[WORK INSTRUCTION] Take the listing below and print exactly the lines starting at the line containing "are not ready." and ending at the line containing "let args = compose_args(manifest, extra);", both ends included, and no others.
####
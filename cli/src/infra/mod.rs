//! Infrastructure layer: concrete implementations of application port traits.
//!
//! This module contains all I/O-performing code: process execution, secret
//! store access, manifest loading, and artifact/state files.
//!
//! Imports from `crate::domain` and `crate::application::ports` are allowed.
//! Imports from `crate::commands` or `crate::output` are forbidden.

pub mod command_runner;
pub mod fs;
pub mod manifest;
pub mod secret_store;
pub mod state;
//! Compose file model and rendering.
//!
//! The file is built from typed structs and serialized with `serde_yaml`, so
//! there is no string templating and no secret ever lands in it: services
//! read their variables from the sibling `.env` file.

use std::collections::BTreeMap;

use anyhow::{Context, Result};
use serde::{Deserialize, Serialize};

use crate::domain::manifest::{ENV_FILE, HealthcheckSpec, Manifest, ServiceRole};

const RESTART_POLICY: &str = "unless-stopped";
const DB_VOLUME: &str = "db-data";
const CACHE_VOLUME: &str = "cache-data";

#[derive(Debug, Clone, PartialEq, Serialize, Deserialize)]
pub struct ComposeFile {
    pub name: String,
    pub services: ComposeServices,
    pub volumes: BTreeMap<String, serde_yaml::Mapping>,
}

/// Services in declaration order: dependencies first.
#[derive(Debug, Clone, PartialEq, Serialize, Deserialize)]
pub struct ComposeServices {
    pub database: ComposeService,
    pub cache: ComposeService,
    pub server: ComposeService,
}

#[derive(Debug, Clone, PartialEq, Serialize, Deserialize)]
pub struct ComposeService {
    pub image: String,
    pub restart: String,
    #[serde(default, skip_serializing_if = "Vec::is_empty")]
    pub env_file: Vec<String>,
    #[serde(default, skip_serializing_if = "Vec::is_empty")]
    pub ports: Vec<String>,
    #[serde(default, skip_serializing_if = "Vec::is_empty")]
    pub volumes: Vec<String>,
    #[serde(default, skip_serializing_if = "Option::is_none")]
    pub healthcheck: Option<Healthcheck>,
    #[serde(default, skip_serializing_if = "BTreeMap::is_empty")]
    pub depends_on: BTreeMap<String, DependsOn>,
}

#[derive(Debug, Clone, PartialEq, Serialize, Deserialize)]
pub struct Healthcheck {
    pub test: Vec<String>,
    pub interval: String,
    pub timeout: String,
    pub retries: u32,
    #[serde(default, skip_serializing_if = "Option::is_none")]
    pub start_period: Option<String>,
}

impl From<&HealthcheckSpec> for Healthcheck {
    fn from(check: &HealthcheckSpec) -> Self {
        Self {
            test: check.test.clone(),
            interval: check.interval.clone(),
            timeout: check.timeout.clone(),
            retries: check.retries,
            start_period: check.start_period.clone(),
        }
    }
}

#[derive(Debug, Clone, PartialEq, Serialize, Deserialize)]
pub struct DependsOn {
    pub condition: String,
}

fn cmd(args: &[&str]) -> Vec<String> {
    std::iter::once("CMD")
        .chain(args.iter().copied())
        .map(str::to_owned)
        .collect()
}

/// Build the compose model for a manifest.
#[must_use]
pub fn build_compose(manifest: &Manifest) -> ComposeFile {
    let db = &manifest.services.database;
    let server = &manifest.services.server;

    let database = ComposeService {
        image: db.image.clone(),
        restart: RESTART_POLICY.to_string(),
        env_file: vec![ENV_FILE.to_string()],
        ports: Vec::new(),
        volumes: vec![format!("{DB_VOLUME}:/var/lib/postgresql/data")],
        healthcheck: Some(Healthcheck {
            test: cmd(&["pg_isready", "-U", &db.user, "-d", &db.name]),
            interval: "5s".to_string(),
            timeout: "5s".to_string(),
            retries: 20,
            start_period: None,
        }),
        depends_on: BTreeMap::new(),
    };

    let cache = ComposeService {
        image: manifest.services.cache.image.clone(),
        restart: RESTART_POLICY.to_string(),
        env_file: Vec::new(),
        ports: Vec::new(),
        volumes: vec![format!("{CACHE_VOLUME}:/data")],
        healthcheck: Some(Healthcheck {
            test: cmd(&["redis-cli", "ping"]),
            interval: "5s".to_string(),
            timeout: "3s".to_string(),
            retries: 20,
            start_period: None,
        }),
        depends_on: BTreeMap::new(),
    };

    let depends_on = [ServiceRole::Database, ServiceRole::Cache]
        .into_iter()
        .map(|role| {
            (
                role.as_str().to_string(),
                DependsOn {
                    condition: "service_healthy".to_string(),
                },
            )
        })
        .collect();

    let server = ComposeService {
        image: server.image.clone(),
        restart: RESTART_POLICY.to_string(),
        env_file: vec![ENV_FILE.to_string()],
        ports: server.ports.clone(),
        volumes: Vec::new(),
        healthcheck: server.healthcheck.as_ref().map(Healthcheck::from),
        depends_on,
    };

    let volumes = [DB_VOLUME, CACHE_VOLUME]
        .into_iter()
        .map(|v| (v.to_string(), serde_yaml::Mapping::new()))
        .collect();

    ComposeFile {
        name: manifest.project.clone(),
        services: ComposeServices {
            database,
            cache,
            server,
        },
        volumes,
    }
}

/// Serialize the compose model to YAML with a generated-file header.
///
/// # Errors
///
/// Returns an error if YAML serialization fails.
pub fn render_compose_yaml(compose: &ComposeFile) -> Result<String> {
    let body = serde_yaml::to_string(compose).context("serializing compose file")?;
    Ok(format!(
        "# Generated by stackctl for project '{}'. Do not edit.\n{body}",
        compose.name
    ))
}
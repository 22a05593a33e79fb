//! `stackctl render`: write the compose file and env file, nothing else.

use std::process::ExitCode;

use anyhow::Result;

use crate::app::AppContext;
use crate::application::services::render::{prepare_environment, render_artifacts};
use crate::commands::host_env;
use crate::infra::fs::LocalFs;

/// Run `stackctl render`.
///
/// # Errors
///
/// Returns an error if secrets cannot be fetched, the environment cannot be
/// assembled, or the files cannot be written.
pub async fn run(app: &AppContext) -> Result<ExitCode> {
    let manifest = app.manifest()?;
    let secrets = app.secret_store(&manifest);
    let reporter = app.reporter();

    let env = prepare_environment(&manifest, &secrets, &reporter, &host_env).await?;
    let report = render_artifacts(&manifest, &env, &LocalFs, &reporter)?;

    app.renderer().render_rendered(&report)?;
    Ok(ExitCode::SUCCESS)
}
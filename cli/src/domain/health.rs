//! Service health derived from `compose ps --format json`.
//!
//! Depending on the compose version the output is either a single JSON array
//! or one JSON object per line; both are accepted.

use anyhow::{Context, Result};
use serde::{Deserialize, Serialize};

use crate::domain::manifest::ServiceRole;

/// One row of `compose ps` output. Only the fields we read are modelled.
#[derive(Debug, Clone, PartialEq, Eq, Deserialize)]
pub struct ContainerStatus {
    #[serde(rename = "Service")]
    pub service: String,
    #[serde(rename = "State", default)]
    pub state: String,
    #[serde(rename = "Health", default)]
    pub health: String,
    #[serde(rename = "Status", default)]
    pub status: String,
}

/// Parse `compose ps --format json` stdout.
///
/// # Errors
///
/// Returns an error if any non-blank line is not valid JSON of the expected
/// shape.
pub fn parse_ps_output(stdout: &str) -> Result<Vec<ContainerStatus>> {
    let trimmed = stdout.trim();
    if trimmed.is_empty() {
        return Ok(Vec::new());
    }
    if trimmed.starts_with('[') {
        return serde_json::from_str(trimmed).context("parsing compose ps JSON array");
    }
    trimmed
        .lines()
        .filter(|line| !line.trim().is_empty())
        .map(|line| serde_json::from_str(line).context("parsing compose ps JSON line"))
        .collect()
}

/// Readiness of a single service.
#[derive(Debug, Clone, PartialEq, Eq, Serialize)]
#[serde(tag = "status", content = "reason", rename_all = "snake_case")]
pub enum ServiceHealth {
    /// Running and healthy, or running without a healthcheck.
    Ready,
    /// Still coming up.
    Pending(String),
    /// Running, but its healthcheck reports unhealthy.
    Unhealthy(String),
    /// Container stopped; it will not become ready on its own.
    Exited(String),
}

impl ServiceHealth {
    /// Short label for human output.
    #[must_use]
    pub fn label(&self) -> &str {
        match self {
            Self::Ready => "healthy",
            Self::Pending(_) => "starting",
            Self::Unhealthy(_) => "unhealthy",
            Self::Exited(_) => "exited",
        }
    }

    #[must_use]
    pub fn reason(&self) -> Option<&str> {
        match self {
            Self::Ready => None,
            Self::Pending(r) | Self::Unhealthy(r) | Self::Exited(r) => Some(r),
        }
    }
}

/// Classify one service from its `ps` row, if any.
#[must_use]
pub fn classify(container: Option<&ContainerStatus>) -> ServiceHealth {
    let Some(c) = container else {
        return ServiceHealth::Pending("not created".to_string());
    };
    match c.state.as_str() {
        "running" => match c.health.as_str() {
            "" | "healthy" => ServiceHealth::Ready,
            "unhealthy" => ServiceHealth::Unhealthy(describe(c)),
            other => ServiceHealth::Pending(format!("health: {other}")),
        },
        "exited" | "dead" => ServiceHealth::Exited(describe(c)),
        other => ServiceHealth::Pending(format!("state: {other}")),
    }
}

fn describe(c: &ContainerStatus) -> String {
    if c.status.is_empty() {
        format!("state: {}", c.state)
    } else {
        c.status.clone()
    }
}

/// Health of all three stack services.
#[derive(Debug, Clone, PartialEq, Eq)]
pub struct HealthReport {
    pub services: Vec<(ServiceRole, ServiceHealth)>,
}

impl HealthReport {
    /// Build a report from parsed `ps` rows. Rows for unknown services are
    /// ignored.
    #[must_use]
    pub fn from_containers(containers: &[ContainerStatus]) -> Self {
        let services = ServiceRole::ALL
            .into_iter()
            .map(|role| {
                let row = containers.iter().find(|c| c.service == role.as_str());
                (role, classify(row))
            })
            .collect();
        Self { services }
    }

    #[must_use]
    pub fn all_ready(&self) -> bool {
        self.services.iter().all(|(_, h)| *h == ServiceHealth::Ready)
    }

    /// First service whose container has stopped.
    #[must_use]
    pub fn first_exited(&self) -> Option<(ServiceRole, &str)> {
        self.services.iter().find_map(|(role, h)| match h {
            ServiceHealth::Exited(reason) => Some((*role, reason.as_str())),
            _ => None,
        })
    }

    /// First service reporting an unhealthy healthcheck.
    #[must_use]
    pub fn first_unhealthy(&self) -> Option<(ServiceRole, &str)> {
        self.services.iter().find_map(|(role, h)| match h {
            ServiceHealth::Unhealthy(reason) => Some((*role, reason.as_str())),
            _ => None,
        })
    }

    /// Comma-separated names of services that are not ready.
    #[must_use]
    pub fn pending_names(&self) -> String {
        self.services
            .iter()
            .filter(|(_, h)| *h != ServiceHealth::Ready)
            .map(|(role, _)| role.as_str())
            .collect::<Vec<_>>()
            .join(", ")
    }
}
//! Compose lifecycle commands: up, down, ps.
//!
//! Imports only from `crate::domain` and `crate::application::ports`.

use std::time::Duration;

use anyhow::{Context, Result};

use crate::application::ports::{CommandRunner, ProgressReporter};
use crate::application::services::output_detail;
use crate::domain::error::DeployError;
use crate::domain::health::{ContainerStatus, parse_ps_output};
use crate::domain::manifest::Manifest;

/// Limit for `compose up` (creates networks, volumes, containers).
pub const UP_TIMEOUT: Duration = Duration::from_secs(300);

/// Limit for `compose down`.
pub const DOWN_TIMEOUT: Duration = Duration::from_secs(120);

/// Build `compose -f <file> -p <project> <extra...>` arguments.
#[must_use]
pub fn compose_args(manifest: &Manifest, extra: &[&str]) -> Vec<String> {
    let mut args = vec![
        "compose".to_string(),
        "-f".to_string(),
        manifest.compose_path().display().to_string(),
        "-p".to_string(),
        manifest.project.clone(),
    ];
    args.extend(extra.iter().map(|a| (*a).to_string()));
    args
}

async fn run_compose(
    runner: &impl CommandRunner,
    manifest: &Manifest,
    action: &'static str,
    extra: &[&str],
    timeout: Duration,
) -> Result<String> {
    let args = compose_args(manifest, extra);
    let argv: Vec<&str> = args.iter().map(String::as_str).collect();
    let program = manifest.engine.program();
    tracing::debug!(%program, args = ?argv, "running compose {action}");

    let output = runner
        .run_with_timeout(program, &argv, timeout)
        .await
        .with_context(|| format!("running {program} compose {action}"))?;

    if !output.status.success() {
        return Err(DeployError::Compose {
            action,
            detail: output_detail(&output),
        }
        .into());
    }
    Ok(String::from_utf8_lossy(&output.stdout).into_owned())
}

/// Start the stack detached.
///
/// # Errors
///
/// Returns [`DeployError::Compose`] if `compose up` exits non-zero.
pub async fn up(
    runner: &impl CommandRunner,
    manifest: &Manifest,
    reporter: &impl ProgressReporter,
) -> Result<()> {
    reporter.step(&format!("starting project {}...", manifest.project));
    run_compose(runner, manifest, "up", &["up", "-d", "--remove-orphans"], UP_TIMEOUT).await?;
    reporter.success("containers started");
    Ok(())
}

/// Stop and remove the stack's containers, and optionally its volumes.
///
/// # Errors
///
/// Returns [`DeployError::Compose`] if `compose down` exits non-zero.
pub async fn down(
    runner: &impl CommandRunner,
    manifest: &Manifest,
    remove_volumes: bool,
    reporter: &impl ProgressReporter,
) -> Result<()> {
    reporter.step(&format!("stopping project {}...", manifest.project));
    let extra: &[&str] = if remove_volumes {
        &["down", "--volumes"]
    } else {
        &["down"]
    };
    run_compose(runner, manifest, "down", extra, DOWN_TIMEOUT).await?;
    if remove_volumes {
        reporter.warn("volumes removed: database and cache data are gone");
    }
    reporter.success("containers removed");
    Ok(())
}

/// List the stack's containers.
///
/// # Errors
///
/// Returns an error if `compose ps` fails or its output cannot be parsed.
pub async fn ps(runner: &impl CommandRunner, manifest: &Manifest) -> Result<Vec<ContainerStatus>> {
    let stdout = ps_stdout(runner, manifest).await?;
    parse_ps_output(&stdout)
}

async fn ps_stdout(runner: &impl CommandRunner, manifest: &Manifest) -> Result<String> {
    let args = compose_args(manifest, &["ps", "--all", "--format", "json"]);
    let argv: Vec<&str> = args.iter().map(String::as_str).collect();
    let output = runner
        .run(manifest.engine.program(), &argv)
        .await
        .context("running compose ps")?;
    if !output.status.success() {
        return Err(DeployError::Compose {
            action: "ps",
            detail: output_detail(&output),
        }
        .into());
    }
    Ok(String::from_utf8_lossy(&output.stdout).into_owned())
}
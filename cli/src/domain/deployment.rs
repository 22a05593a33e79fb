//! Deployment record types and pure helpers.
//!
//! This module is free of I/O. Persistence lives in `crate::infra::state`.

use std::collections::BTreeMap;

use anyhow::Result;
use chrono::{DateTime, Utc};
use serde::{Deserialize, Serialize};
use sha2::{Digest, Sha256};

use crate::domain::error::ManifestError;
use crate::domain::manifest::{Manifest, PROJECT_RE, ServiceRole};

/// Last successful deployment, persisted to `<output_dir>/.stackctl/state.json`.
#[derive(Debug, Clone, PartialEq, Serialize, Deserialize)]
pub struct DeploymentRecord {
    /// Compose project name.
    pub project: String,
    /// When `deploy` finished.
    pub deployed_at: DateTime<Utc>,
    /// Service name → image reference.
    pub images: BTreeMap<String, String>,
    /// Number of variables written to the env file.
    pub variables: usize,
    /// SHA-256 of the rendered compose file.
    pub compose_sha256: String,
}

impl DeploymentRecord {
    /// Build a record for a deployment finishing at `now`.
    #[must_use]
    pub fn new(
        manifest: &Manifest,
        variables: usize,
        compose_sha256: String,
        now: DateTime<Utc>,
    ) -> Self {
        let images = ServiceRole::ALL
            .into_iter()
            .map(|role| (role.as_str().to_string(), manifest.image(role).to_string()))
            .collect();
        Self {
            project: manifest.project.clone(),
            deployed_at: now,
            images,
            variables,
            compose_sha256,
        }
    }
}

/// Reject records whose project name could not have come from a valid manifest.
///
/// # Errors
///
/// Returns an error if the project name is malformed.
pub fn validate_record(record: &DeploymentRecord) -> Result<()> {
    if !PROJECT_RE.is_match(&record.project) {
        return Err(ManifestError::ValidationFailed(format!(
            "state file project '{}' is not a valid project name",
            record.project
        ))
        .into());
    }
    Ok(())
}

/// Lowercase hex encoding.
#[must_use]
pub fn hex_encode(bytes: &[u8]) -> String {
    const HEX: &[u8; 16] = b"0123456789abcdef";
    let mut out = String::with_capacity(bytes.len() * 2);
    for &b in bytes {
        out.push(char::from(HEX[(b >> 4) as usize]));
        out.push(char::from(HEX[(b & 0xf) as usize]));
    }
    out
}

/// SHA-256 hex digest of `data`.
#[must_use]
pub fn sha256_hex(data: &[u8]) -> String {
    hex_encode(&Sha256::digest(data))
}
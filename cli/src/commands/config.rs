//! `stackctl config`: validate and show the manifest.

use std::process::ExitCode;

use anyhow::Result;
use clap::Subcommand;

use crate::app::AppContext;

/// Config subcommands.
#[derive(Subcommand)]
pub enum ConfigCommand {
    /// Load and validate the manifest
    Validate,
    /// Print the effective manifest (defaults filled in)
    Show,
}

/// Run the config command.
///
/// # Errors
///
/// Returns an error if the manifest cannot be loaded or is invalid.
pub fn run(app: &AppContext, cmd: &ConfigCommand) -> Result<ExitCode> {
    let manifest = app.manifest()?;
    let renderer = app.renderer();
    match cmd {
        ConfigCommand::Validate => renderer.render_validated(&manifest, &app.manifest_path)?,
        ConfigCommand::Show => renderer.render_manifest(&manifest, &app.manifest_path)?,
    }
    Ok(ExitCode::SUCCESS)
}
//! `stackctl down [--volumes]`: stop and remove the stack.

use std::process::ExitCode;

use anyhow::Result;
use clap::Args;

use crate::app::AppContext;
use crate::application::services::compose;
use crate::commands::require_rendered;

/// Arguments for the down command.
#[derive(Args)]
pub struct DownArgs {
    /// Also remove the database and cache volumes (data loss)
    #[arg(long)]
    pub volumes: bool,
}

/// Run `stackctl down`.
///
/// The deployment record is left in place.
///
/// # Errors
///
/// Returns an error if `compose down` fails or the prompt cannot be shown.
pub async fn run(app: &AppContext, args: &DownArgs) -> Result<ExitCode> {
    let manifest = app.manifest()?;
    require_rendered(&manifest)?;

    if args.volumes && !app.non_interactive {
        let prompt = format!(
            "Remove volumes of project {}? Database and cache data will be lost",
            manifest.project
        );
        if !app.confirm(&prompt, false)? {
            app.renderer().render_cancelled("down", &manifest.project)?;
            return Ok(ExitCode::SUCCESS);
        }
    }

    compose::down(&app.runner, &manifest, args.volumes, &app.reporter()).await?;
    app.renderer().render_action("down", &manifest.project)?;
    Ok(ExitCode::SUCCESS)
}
####
[WORKED SOLUTION]
    /// Comma-separated names of services that are not ready.
    #[must_use]
    pub fn pending_names(&self) -> String {
        self.services
            .iter()
            .filter(|(_, h)| *h != ServiceHealth::Ready)
            .map(|(role, _)| role.as_str())
            .collect::<Vec<_>>()
            .join(", ")
    }
}
//! Compose lifecycle commands: up, down, ps.
//!
//! Imports only from `crate::domain` and `crate::application::ports`.

use std::time::Duration;

use anyhow::{Context, Result};

use crate::application::ports::{CommandRunner, ProgressReporter};
use crate::application::services::output_detail;
use crate::domain::error::DeployError;
use crate::domain::health::{ContainerStatus, parse_ps_output};
use crate::domain::manifest::Manifest;

/// Limit for `compose up` (creates networks, volumes, containers).
pub const UP_TIMEOUT: Duration = Duration::from_secs(300);

/// Limit for `compose down`.
pub const DOWN_TIMEOUT: Duration = Duration::from_secs(120);

/// Build `compose -f <file> -p <project> <extra...>` arguments.
#[must_use]
pub fn compose_args(manifest: &Manifest, extra: &[&str]) -> Vec<String> {
    let mut args = vec![
        "compose".to_string(),
        "-f".to_string(),
        manifest.compose_path().display().to_string(),
        "-p".to_string(),
        manifest.project.clone(),
    ];
    args.extend(extra.iter().map(|a| (*a).to_string()));
    args
}

async fn run_compose(
    runner: &impl CommandRunner,
    manifest: &Manifest,
    action: &'static str,
    extra: &[&str],
    timeout: Duration,
) -> Result<String> {
    let args = compose_args(manifest, extra);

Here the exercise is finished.